Speculative Decoding

Speculative decoding is a technique for accelerating LLM inference at low batch sizes. A lightweight drafting mechanism proposes candidate tokens, and the target model verifies them in a single forward pass. Tokens that match are accepted, reducing the number of sequential forward passes needed.

How It Works

Speculative decoding operates on a simple principle:

A draft model (smaller/faster) generates candidate tokens
The target model (larger/accurate) verifies all candidates in parallel
Matching tokens are accepted, non-matching tokens trigger rejection and resampling
The process repeats until the sequence is complete

Speculation is most effective at low batch sizes where GPU utilization is not saturated.

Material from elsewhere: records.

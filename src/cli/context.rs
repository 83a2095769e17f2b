use anyhow::{bail, Context as _, Result};
use console::Term;
use log::debug;
use serde::Serialize;
use std::path::PathBuf;
use tokio_util::sync::CancellationToken;

use super::GlobalArgs;
use crate::auth::{self, Token};
use crate::config::{self, Config};
use crate::forge::{Client, RepoRef};
use crate::gitremote;
use crate::output::{self, OutputFormat};

const DEFAULT_REMOTE: &str = "origin";

/// Everything a command needs: the client, the cancellation token and the
/// resolved host, repository and output settings.
pub struct Context {
    pub client: Client,
    pub cancel: CancellationToken,
    pub format: OutputFormat,
    pub host: String,
    config: Config,
    config_path: PathBuf,
    env_token: Option<String>,
    repo_flag: Option<String>,
}

impl Context {
    pub fn new(global: &GlobalArgs, cancel: CancellationToken) -> Result<Self> {
        let config_path = match &global.config {
            Some(path) => path.clone(),
            None => config::default_path()?,
        };
        let config = Config::load(Some(config_path.as_path()))?;
        let host = config.resolve_host(global.host.as_deref());
        let token = config.token_for(&host, global.token.as_deref());
        debug!("Using host {host} (token {})", if token.is_some() { "present" } else { "absent" });

        let client = Client::from_host(&host, token)?;

        Ok(Self {
            client,
            cancel,
            format: global.format,
            host,
            config,
            config_path,
            env_token: global.token.clone().filter(|t| !t.trim().is_empty()),
            repo_flag: global.repo.clone(),
        })
    }

    pub fn config(&self) -> &Config {
        &self.config
    }

    pub fn config_mut(&mut self) -> &mut Config {
        &mut self.config
    }

    pub fn save_config(&self) -> Result<()> {
        self.config.save(&self.config_path)
    }

    pub fn token_from_env(&self) -> bool {
        self.env_token.is_some()
    }

    /// Repository from `--repo`, else from the origin remote.
    pub async fn repo(&self) -> Result<RepoRef> {
        if let Some(flag) = &self.repo_flag {
            return Ok(flag.parse()?);
        }
        let remote = gitremote::detect_remote(DEFAULT_REMOTE)
            .await
            .context("Could not determine the repository; pass --repo OWNER/PROJECT")?;
        if remote.host != self.host {
            debug!("Remote host {} differs from configured host {}", remote.host, self.host);
        }
        Ok(remote.repo)
    }

    /// Web page of `repo`, optionally with a resource suffix such as `/issue/3`.
    pub fn web_url(&self, repo: &RepoRef, suffix: &str) -> String {
        let host = self.host.strip_prefix("api.").unwrap_or(&self.host);
        format!("https://{host}/project/{}/{}{suffix}", repo.owner, repo.project)
    }

    /// Prints `value` as JSON/YAML, or runs `table` for the human format.
    pub fn emit<T, F>(&self, value: &T, table: F) -> Result<()>
    where
        T: Serialize + ?Sized,
        F: FnOnce(&T) -> Result<()>,
    {
        if self.format.is_machine() {
            output::print_data(self.format, value)
        } else {
            table(value)
        }
    }

    /// Asks for a new token, checks it and stores it for the current host.
    pub async fn reauthenticate(&mut self) -> Result<()> {
        let token = auth::prompt_token(&self.host)?;
        self.login_with(token).await?;
        if self.token_from_env() {
            output::warning("GF_TOKEN is set and will override the stored token next time.");
        }
        Ok(())
    }

    /// Verifies `token` against the server, then saves it and starts using it.
    pub async fn login_with(&mut self, token: Token) -> Result<String> {
        self.client.set_token(Some(token.clone()));
        let user = self
            .client
            .users()
            .me(&self.cancel)
            .await
            .context("Token verification failed")?;

        let host = self.host.clone();
        self.config.login(&host, &token, Some(user.username.clone()));
        self.save_config()?;
        Ok(user.username)
    }

    pub fn require_token(&self) -> Result<()> {
        if !self.client.has_token() {
            bail!("Not logged in to {}. Run `gf auth login` or set GF_TOKEN.", self.host);
        }
        Ok(())
    }
}

/// Yes/no prompt on the terminal; `false` when there is no terminal.
pub fn confirm(question: &str) -> Result<bool> {
    let term = Term::stderr();
    if !term.is_term() {
        return Ok(false);
    }
    term.write_str(&format!("{question} [y/N] "))?;
    let answer = term.read_line()?;
    Ok(matches!(answer.trim().to_ascii_lowercase().as_str(), "y" | "yes"))
}

/// Aborts destructive commands unless `--yes` was given or the user agrees.
pub fn ensure_confirmed(yes: bool, question: &str) -> Result<()> {
    if yes || confirm(question)? {
        return Ok(());
    }
    bail!("Aborted (pass --yes to skip confirmation)")
}

#[cfg(test)]
mod tests {
    use super::*;

    fn global(dir: &std::path::Path, host: Option<&str>, repo: Option<&str>) -> GlobalArgs {
        GlobalArgs {
            repo: repo.map(str::to_string),
            format: OutputFormat::Table,
            host: host.map(str::to_string),
            token: None,
            config: Some(dir.join("config.json")),
        }
    }

    #[test]
    fn defaults_to_cloud_host_without_token() {
        let dir = tempfile::tempdir().unwrap();
        let ctx = Context::new(&global(dir.path(), None, None), CancellationToken::new()).unwrap();
        assert_eq!(ctx.host, "gitflic.ru");
        assert_eq!(ctx.client.base_url(), "https://api.gitflic.ru");
        assert!(ctx.require_token().is_err());
    }

    #[test]
    fn stored_token_is_picked_up() {
        let dir = tempfile::tempdir().unwrap();
        let mut config = Config::default();
        config.login("git.example.com", &Token::from("stored"), None);
        config.save(&dir.path().join("config.json")).unwrap();

        let ctx = Context::new(&global(dir.path(), None, None), CancellationToken::new()).unwrap();
        assert_eq!(ctx.host, "git.example.com");
        assert_eq!(ctx.client.base_url(), "https://git.example.com/rest-api");
        assert!(ctx.client.has_token());
        assert!(!ctx.token_from_env());
    }

    #[tokio::test]
    async fn repo_flag_and_web_urls() {
        let dir = tempfile::tempdir().unwrap();
        let ctx = Context::new(
            &global(dir.path(), Some("git.example.com"), Some("acme/app.git")),
            CancellationToken::new(),
        )
        .unwrap();

        let repo = ctx.repo().await.unwrap();
        assert_eq!(repo.to_string(), "acme/app");
        assert_eq!(
            ctx.web_url(&repo, "/issue/3"),
            "https://git.example.com/project/acme/app/issue/3"
        );
    }

    #[test]
    fn yes_flag_skips_confirmation() {
        assert!(ensure_confirmed(true, "Delete?").is_ok());
    }
}
//! Flavours: preamble generators injected ahead of user code.

use std::{fs, path::Path};

use crate::codec::ruby_string_literal;
use crate::error::{ExecError, Result};

#[derive(Debug, Clone, PartialEq, Eq)]
pub enum Flavour {
    /// `require` each library before the user code runs.
    Require { libraries: Vec<String> },
    /// Set environment variables inside the execution environment.
    Env { vars: Vec<(String, String)> },
    /// Arbitrary preamble text, emitted verbatim.
    Prelude { text: String },
}

impl Flavour {
    pub fn name(&self) -> &'static str {
        match self {
            Flavour::Require { .. } => "require",
            Flavour::Env { .. } => "env",
            Flavour::Prelude { .. } => "prelude",
        }
    }

    pub fn code_header(&self) -> String {
        match self {
            Flavour::Require { libraries } => libraries
                .iter()
                .map(|lib| format!("require {}\n", ruby_string_literal(lib)))
                .collect(),
            Flavour::Env { vars } => vars
                .iter()
                .map(|(k, v)| {
                    format!("ENV[{}] = {}\n", ruby_string_literal(k), ruby_string_literal(v))
                })
                .collect(),
            Flavour::Prelude { text } => {
                if text.ends_with('\n') {
                    text.clone()
                } else {
                    format!("{}\n", text)
                }
            }
        }
    }

    /// Build a prelude flavour from a file on disk.
    pub fn prelude_from_file(path: &Path) -> Result<Self> {
        let text = fs::read_to_string(path).map_err(|e| {
            ExecError::Config(format!("cannot read prelude '{}': {}", path.display(), e))
        })?;
        Ok(Flavour::Prelude { text })
    }
}

/// Parse `A,b , c` into trimmed, non-empty items.
pub fn parse_list(raw: &str) -> Vec<String> {
    raw.split(',')
        .map(|s| s.trim())
        .filter(|s| !s.is_empty())
        .map(str::to_string)
        .collect()
}

/// Parse `K=V;K2=V2` pairs for the env flavour.
pub fn parse_env_pairs(raw: &str) -> Result<Vec<(String, String)>> {
    let mut vars = Vec::new();
    for item in raw.split(';').map(str::trim).filter(|s| !s.is_empty()) {
        let (k, v) = item
            .split_once('=')
            .ok_or_else(|| ExecError::Config(format!("env flavour entry '{}' is not K=V", item)))?;
        let k = k.trim();
        if k.is_empty() {
            return Err(ExecError::Config(format!("env flavour entry '{}' has no name", item)));
        }
        vars.push((k.to_string(), v.trim().to_string()));
    }
    Ok(vars)
}
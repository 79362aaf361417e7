mod cli;

use std::fs;
use std::io::{self, Read};

use anyhow::{anyhow, bail, Context, Result};
use indexmap::IndexMap;
use is_terminal::IsTerminal;
use remote_run::cache::CacheStore;
use remote_run::{Config, ExecutionConfig, ExecutionContext};
use serde_json::Value;
use tracing_subscriber::{layer::SubscriberExt, util::SubscriberInitExt, EnvFilter};

#[tokio::main]
async fn main() -> Result<()> {
    let args = cli::Cli::parse();
    init_tracing();

    // Config file and RRUN_* env first, then flags on top
    let mut cfg = Config::load();
    for (k, v) in args.overrides() {
        cfg.set(k, v);
    }
    let exec_cfg = ExecutionConfig::from_config(&cfg)
        .with_context(|| format!("loading configuration ({})", cfg.config_path.display()))?;

    if args.list_cache {
        let store = CacheStore::open(&exec_cfg.cache_dir)?;
        for hash in store.list() {
            println!("{}", hash);
        }
        return Ok(());
    }
    if args.clear_cache {
        let store = CacheStore::open(&exec_cfg.cache_dir)?;
        let removed = store.clear()?;
        println!("Removed {} cached run(s) from {}", removed, store.dir().display());
        return Ok(());
    }

    let code = read_code(&args)?;
    if code.trim().is_empty() {
        bail!("No code given: pass CODE, --file, or pipe it on stdin");
    }
    let locals = parse_locals(&args.locals)?;

    let mut ctx = ExecutionContext::new(exec_cfg)?;
    let outcome = ctx.execute(&code, &locals).await?;

    println!("{}", serde_json::to_string(&outcome.value)?);
    for (name, value) in &outcome.changed {
        println!("{} = {}", name, value);
    }
    Ok(())
}

fn init_tracing() {
    let filter = EnvFilter::try_from_env("RRUN_LOG").unwrap_or_else(|_| EnvFilter::new("warn"));
    tracing_subscriber::registry()
        .with(tracing_subscriber::fmt::layer().with_writer(io::stderr).with_target(false))
        .with(filter)
        .init();
}

fn read_code(args: &cli::Cli) -> Result<String> {
    if let Some(code) = &args.code {
        return Ok(code.clone());
    }
    if let Some(path) = &args.file {
        return fs::read_to_string(path).with_context(|| format!("reading code file: {}", path.display()));
    }
    if io::stdin().is_terminal() {
        bail!("No code given: pass CODE, --file, or pipe it on stdin");
    }
    let mut buf = String::new();
    io::stdin().read_to_string(&mut buf)?;
    Ok(buf)
}

fn parse_locals(raw: &[String]) -> Result<IndexMap<String, Value>> {
    let mut locals = IndexMap::new();
    for item in raw {
        let (name, json) = item
            .split_once('=')
            .ok_or_else(|| anyhow!("--local expects NAME=JSON, got '{}'", item))?;
        let value: Value = serde_json::from_str(json)
            .with_context(|| format!("invalid JSON for local '{}': {}", name, json))?;
        locals.insert(name.trim().to_string(), value);
    }
    Ok(locals)
}
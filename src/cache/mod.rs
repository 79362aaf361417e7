//! Content-addressed store of captured output streams.
//!
//! Each entry is two files named after the unit's content hash. Entries are
//! never expired; they live until cleared by hand.

use std::{
    fs,
    io::{self, Write},
    path::{Path, PathBuf},
};

use tempfile::NamedTempFile;

use crate::error::Result;

const STDOUT_EXT: &str = "stdout";
const STDERR_EXT: &str = "stderr";

/// Captured streams of one recorded run.
#[derive(Debug, Clone, Default, PartialEq, Eq)]
pub struct CacheEntry {
    pub stdout: Vec<u8>,
    pub stderr: Vec<u8>,
}

#[derive(Debug, Clone)]
pub struct CacheStore {
    dir: PathBuf,
}

impl CacheStore {
    /// Open the store, creating its directory if needed.
    pub fn open(dir: impl Into<PathBuf>) -> Result<Self> {
        let dir = dir.into();
        fs::create_dir_all(&dir)?;
        Ok(Self { dir })
    }

    pub fn dir(&self) -> &Path {
        &self.dir
    }

    /// Paths of the stdout and stderr files for `hash`.
    pub fn paths(&self, hash: &str) -> (PathBuf, PathBuf) {
        (
            self.dir.join(format!("{}.{}", hash, STDOUT_EXT)),
            self.dir.join(format!("{}.{}", hash, STDERR_EXT)),
        )
    }

    /// An entry exists when at least one of its stream files does.
    pub fn exists(&self, hash: &str) -> bool {
        let (out, err) = self.paths(hash);
        out.exists() || err.exists()
    }

    pub fn read(&self, hash: &str) -> Result<Option<CacheEntry>> {
        if !self.exists(hash) {
            return Ok(None);
        }
        let (out, err) = self.paths(hash);
        Ok(Some(CacheEntry {
            stdout: read_or_empty(&out)?,
            stderr: read_or_empty(&err)?,
        }))
    }

    /// Persist both streams. Each file is replaced atomically, so concurrent
    /// writers of the same hash end with one complete capture.
    pub fn write(&self, hash: &str, entry: &CacheEntry) -> Result<()> {
        let (out, err) = self.paths(hash);
        self.write_atomic(&out, &entry.stdout)?;
        self.write_atomic(&err, &entry.stderr)?;
        Ok(())
    }

    fn write_atomic(&self, path: &Path, bytes: &[u8]) -> Result<()> {
        let mut tmp = NamedTempFile::new_in(&self.dir)?;
        tmp.write_all(bytes)?;
        tmp.flush()?;
        tmp.persist(path).map_err(|e| e.error)?;
        Ok(())
    }

    /// Hashes of stored entries, oldest first.
    pub fn list(&self) -> Vec<String> {
        let Ok(read_dir) = fs::read_dir(&self.dir) else {
            return Vec::new();
        };
        let mut files: Vec<PathBuf> = read_dir
            .filter_map(|e| e.ok().map(|e| e.path()))
            .filter(|p| p.extension().and_then(|s| s.to_str()) == Some(STDOUT_EXT)
                || p.extension().and_then(|s| s.to_str()) == Some(STDERR_EXT))
            .collect();
        files.sort_by_key(|p| fs::metadata(p).and_then(|m| m.modified()).ok());

        let mut hashes: Vec<String> = Vec::new();
        for p in files {
            if let Some(stem) = p.file_stem().and_then(|s| s.to_str()) {
                if !hashes.iter().any(|h| h == stem) {
                    hashes.push(stem.to_string());
                }
            }
        }
        hashes
    }

    /// Remove every entry; returns how many were removed.
    pub fn clear(&self) -> Result<usize> {
        let hashes = self.list();
        for hash in &hashes {
            let (out, err) = self.paths(hash);
            remove_if_present(&out)?;
            remove_if_present(&err)?;
        }
        Ok(hashes.len())
    }
}

fn read_or_empty(path: &Path) -> io::Result<Vec<u8>> {
    match fs::read(path) {
        Ok(bytes) => Ok(bytes),
        Err(e) if e.kind() == io::ErrorKind::NotFound => Ok(Vec::new()),
        Err(e) => Err(e),
    }
}

fn remove_if_present(path: &Path) -> io::Result<()> {
    match fs::remove_file(path) {
        Err(e) if e.kind() != io::ErrorKind::NotFound => Err(e),
        _ => Ok(()),
    }
}

#[cfg(test)]
mod tests {
    use super::*;

    fn entry(out: &str, err: &str) -> CacheEntry {
        CacheEntry { stdout: out.as_bytes().to_vec(), stderr: err.as_bytes().to_vec() }
    }

    #[test]
    fn open_is_idempotent() {
        let tmp = tempfile::tempdir().unwrap();
        let dir = tmp.path().join("nested").join("cache");
        CacheStore::open(&dir).unwrap();
        CacheStore::open(&dir).unwrap();
        assert!(dir.is_dir());
    }

    #[test]
    fn write_then_read() {
        let tmp = tempfile::tempdir().unwrap();
        let store = CacheStore::open(tmp.path()).unwrap();
        assert!(!store.exists("abc"));
        assert_eq!(store.read("abc").unwrap(), None);

        store.write("abc", &entry("out\n", "err\n")).unwrap();
        assert!(store.exists("abc"));
        assert_eq!(store.read("abc").unwrap(), Some(entry("out\n", "err\n")));
    }

    #[test]
    fn one_stream_file_is_enough() {
        let tmp = tempfile::tempdir().unwrap();
        let store = CacheStore::open(tmp.path()).unwrap();
        let (_, err) = store.paths("h1");
        fs::write(&err, b"only stderr").unwrap();
        assert!(store.exists("h1"));
        assert_eq!(store.read("h1").unwrap(), Some(entry("", "only stderr")));
    }

    #[test]
    fn last_writer_wins() {
        let tmp = tempfile::tempdir().unwrap();
        let store = CacheStore::open(tmp.path()).unwrap();
        store.write("h", &entry("first", "")).unwrap();
        store.write("h", &entry("second", "e")).unwrap();
        assert_eq!(store.read("h").unwrap(), Some(entry("second", "e")));
    }

    #[test]
    fn list_and_clear() {
        let tmp = tempfile::tempdir().unwrap();
        let store = CacheStore::open(tmp.path()).unwrap();
        store.write("one", &entry("1", "")).unwrap();
        store.write("two", &entry("2", "")).unwrap();
        fs::write(tmp.path().join("unrelated.txt"), b"x").unwrap();

        let mut listed = store.list();
        listed.sort();
        assert_eq!(listed, vec!["one".to_string(), "two".to_string()]);

        assert_eq!(store.clear().unwrap(), 2);
        assert!(!store.exists("one"));
        assert!(tmp.path().join("unrelated.txt").exists());
    }
}
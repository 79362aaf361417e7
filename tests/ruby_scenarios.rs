//! End-to-end runs through a real Ruby interpreter.
//!
//! Each test returns early with a note when `ruby` is not installed.

use std::process::Command;

use indexmap::IndexMap;
use remote_run::flavour::Flavour;
use remote_run::printer::{OutputPrinter, StreamKind};
use remote_run::{ExecError, ExecutionConfig, ExecutionContext, RunSource};
use serde_json::{json, Value};

fn ruby_available() -> bool {
    let found = Command::new("ruby")
        .args(["-rjson", "-e", "exit 0"])
        .output()
        .map(|o| o.status.success())
        .unwrap_or(false);
    if !found {
        println!("ruby not found; skipping");
    }
    found
}

fn context(cache_dir: &std::path::Path, tweak: impl FnOnce(&mut ExecutionConfig)) -> ExecutionContext {
    let mut config = ExecutionConfig::local(".");
    config.cache_dir = cache_dir.to_path_buf();
    tweak(&mut config);
    ExecutionContext::with_printers(
        config,
        OutputPrinter::silent(StreamKind::Stdout),
        OutputPrinter::silent(StreamKind::Stderr),
    )
    .unwrap()
}

fn locals(pairs: &[(&str, Value)]) -> IndexMap<String, Value> {
    pairs.iter().map(|(k, v)| (k.to_string(), v.clone())).collect()
}

#[tokio::test]
async fn expression_value_without_reassignment() {
    if !ruby_available() {
        return;
    }
    let tmp = tempfile::tempdir().unwrap();
    let mut ctx = context(tmp.path(), |_| {});

    let outcome = ctx.execute("x + 1", &locals(&[("x", json!(41))])).await.unwrap();
    assert_eq!(outcome.value, json!(42));
    assert!(outcome.changed.is_empty());
    assert_eq!(outcome.source, RunSource::Live);
}

#[tokio::test]
async fn reassignment_is_recorded_and_replayed() {
    if !ruby_available() {
        return;
    }
    let tmp = tempfile::tempdir().unwrap();
    let code = "x = x + 1; x";
    let input = locals(&[("x", json!(41))]);

    let mut recorder = context(tmp.path(), |c| c.save_cache = true);
    let first = recorder.execute(code, &input).await.unwrap();
    assert_eq!(first.value, json!(42));
    assert_eq!(first.changed, locals(&[("x", json!(42))]));
    assert_eq!(first.source, RunSource::Recorded);
    assert!(recorder.cache().exists(&first.hash));

    let mut replayer = context(tmp.path(), |c| c.use_cache = true);
    let second = replayer.execute(code, &input).await.unwrap();
    assert_eq!(second.source, RunSource::Replayed);
    assert_eq!(second.value, first.value);
    assert_eq!(second.changed, first.changed);
    assert_eq!(second.hash, first.hash);
}

#[tokio::test]
async fn bindings_round_trip_unchanged() {
    if !ruby_available() {
        return;
    }
    let tmp = tempfile::tempdir().unwrap();
    let mut ctx = context(tmp.path(), |_| {});
    let input = locals(&[
        ("count", json!(-7)),
        ("name", json!("it's \"quoted\" #{not} interpolated ✓")),
        ("nested", json!({"a": [1, 2, {"b": null}], "c": {"d": true, "e": 1.5}})),
    ]);

    let outcome = ctx.execute("[count, name, nested]", &input).await.unwrap();
    assert_eq!(
        outcome.value,
        json!([input["count"], input["name"], input["nested"]])
    );
    assert!(outcome.changed.is_empty());
}

#[tokio::test]
async fn console_output_is_kept_apart_from_the_result() {
    if !ruby_available() {
        return;
    }
    let tmp = tempfile::tempdir().unwrap();
    let mut ctx = context(tmp.path(), |_| {});

    let outcome = ctx
        .execute("puts 'hello'\n$stderr.puts 'warn'\nprint 'tail'\n:done", &IndexMap::new())
        .await
        .unwrap();
    assert_eq!(outcome.value, json!("done"));
    assert_eq!(outcome.output, "hello\ntail");
    assert_eq!(outcome.errors, "warn\n");
}

#[tokio::test]
async fn raising_code_is_a_non_success_exit_and_not_cached() {
    if !ruby_available() {
        return;
    }
    let tmp = tempfile::tempdir().unwrap();
    let mut ctx = context(tmp.path(), |c| c.save_cache = true);

    let err = ctx.execute("raise 'nope'", &IndexMap::new()).await.unwrap_err();
    match err {
        ExecError::NonSuccessExit { stderr, .. } => assert!(stderr.contains("nope")),
        other => panic!("unexpected error: {other:?}"),
    }
    assert!(ctx.cache().list().is_empty());
}

#[tokio::test]
async fn early_exit_skips_the_trailer() {
    if !ruby_available() {
        return;
    }
    let tmp = tempfile::tempdir().unwrap();
    let mut ctx = context(tmp.path(), |_| {});
    let err = ctx.execute("puts 'bye'; exit 0", &IndexMap::new()).await.unwrap_err();
    assert!(matches!(err, ExecError::MalformedResult(_)));
}

#[tokio::test]
async fn flavours_run_before_user_code() {
    if !ruby_available() {
        return;
    }
    let tmp = tempfile::tempdir().unwrap();
    let mut ctx = context(tmp.path(), |c| {
        c.flavours = vec![
            Flavour::Require { libraries: vec!["set".into()] },
            Flavour::Env { vars: vec![("RRUN_TEST_FLAVOUR".into(), "on".into())] },
        ];
    });

    let outcome = ctx
        .execute("[Set.new([1, 1]).size, ENV['RRUN_TEST_FLAVOUR']]", &IndexMap::new())
        .await
        .unwrap();
    assert_eq!(outcome.value, json!([1, "on"]));
}
//! Run the interpreter on a remote host through the `ssh` client.

use serde::Serialize;
use tokio::process::Command;

use super::{local::DEFAULT_INTERPRETER, split_interpreter};
use crate::error::{ExecError, Result};

#[derive(Debug, Clone, PartialEq, Eq, Serialize)]
pub struct SshStdinAdapter {
    pub host: String,
    pub user: Option<String>,
    pub port: Option<u16>,
    pub working_dir: String,
    pub interpreter: String,
}

impl SshStdinAdapter {
    pub fn new(host: impl Into<String>, working_dir: impl Into<String>) -> Self {
        Self {
            host: host.into(),
            user: None,
            port: None,
            working_dir: working_dir.into(),
            interpreter: DEFAULT_INTERPRETER.to_string(),
        }
    }

    pub fn with_user(mut self, user: impl Into<String>) -> Self {
        self.user = Some(user.into());
        self
    }

    pub fn with_port(mut self, port: u16) -> Self {
        self.port = Some(port);
        self
    }

    pub fn with_interpreter(mut self, interpreter: impl Into<String>) -> Self {
        self.interpreter = interpreter.into();
        self
    }

    fn destination(&self) -> String {
        match &self.user {
            Some(user) => format!("{}@{}", user, self.host),
            None => self.host.clone(),
        }
    }

    pub fn connection_name(&self) -> String {
        format!("{}:{}", self.destination(), self.working_dir)
    }

    /// Shell command executed by the remote login shell.
    pub fn remote_command(&self) -> Result<String> {
        let (program, args) = split_interpreter(&self.interpreter)?;
        let quote = |s: &str| {
            shlex::try_quote(s)
                .map(|q| q.into_owned())
                .map_err(|e| ExecError::Config(format!("cannot quote '{}': {}", s, e)))
        };
        let mut words = vec![quote(&program)?];
        for arg in &args {
            words.push(quote(arg)?);
        }
        Ok(format!("cd {} && {}", quote(&self.working_dir)?, words.join(" ")))
    }

    pub(super) fn command(&self) -> Result<Command> {
        let mut cmd = Command::new("ssh");
        if let Some(port) = self.port {
            cmd.arg("-p").arg(port.to_string());
        }
        cmd.arg(self.destination()).arg(self.remote_command()?);
        Ok(cmd)
    }
}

Speed improvements are typically observed when batch size is small.

Supported Methods

TensorRT-LLM supports multiple speculative decoding algorithms:

Draft/Target

Use any smaller model as a draft for the target model

EAGLE 3

Specialized draft models trained for speculative decoding

N-gram

Prompt lookup decoding using token prefix matching

MTP

Multi-token prediction for DeepSeek models

Quick Start Examples

Draft/Target Decoding

The simplest form of speculative decoding uses an arbitrary draft model:

from tensorrt_llm.llmapi import DraftTargetDecodingConfig
from tensorrt_llm import LLM

# Option 1: Use a HuggingFace Hub model ID (auto-downloaded)
speculative_config = DraftTargetDecodingConfig(
    max_draft_len=3,
    speculative_model="yuhuili/EAGLE3-LLaMA3.1-Instruct-8B"
)

# Option 2: Use a local path
# speculative_config = DraftTargetDecodingConfig(
#     max_draft_len=3,
#     speculative_model="/path/to/draft_model"
# )

llm = LLM(
    "/path/to/target_model",
    speculative_config=speculative_config,
    disable_overlap_scheduler=True
)

outputs = llm.generate("What is the capital of France?")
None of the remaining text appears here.